Roman Holiday1989 by Honoré Sharrer

Having garnered critical attention for her post-WWII painting series, "Tribute to the American Working People," Sharrer opted to stay with figural painting when the art world turned toward abstraction (a fickleness she skewers in several of her line drawings).
Yet her color-intoxicated oils dating from 1971-2005, in which she wittily explores an aesthetic of magical realism, are well worth a second, third, and fourth look (in fact, I could hardly tear my eyes away). Sharrer not only seamlessly elides the everyday with the fantastic and conflates the mythic past with the present, she also changes up painting styles and, amazingly, shifts spatial planes within the same image.

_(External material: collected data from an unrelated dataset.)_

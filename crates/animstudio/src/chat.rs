//! Chat message types exchanged with the generative text capability.

use serde::{Deserialize, Serialize};

/// Role of a participant in a chat conversation.
#[derive(Debug, Clone, Copy, PartialEq, Eq, Serialize, Deserialize)]
#[serde(rename_all = "lowercase")]
pub enum ChatRole {
    /// The user/human participant in the conversation
    User,
    /// The AI assistant participant in the conversation
    Assistant,
}

impl ChatRole {
    pub fn as_str(&self) -> &'static str {
        match self {
            ChatRole::User => "user",
            ChatRole::Assistant => "assistant",
        }
    }
}

/// A single message in a chat conversation.
#[derive(Debug, Clone, PartialEq, Eq, Serialize, Deserialize)]
pub struct ChatMessage {
    /// The role of who sent this message (user or assistant)
    pub role: ChatRole,
    /// The text content of the message
    pub content: String,
}

impl ChatMessage {
    /// Create a new builder for a user message
    pub fn user() -> ChatMessageBuilder {
        ChatMessageBuilder::new(ChatRole::User)
    }

    /// Create a new builder for an assistant message
    pub fn assistant() -> ChatMessageBuilder {
        ChatMessageBuilder::new(ChatRole::Assistant)
    }
}

/// Builder for ChatMessage
#[derive(Debug)]
pub struct ChatMessageBuilder {
    role: ChatRole,
    content: String,
}

impl ChatMessageBuilder {
    pub fn new(role: ChatRole) -> Self {
        Self {
            role,
            content: String::new(),
        }
    }

    pub fn content<S: Into<String>>(mut self, content: S) -> Self {
        self.content = content.into();
        self
    }

    pub fn build(self) -> ChatMessage {
        ChatMessage {
            role: self.role,
            content: self.content,
        }
    }
}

For example, in "Roman Landscape," a shadow-casting pink arch carved with bas relief stands in front of a flattened, almost wallpaper-like olive-green landscape. Electric lights festoon the ancient portico, and a motorcycle sits beside it. A fleshy nude woman, arse framed by the arch, moons viewers, while a cymbal-holding nymph, breasts upturned, lies on top of the structure. Meanwhile, a cartoon-ish man on the left looks elsewhere as he dances in turquoise jeans and orange socks beneath a floating, seemingly three-dimensional red cloak (reminiscent of Renaissance paintings).
Sharrer's compositions frequently make wry observations about relationships between the sexes. Men and women occupy the same space without truly engaging each other, clothed men humorously remaining oblivious to the proximity of nude women.
Throughout her work, Sharrer includes cryptic bits of personal symbolism such as cigarette butts, one-shoed figures, contorted forks, crockery, birds, and funny small dogs. And everywhere there is intense color used to sensational effect.

...One prevalent theme is Sharrer’s use of the female nude, as in Afternoon of the Satyr (1989) and Roman Landscape (1990). Her take on the female body is at once Classical and provocatively realistic. She paints pale and curvaceous female figures, reminiscent of Rubens, with the type of sturdy thighs that would send R. Crumb into a panic. Yet, her use of dimpled skin, provocative and awkward poses, and contrast with the other imagery in the scenes rips the figures away from a mythic or sexual context, shining a light instead on the way women are seen in society.

Many of Sharrer’s paintings of this period are slyly funny—though Sharrer wasn’t going for the cheap laugh but rather a deeper satirical commentary. Brigham notes that Melissa Wolfe, the curator of American art at the Saint Louis Museum of Art and a co-curator of the exhibition, describes Sharrer as having a “slant view.” “We don’t want to diminish her by just seeing the jokes in her work,” says Brigham. “The slant view, the absurdity, is where Sharrer drives a wedge into power and into gender inequality. That’s what the force of the work is.”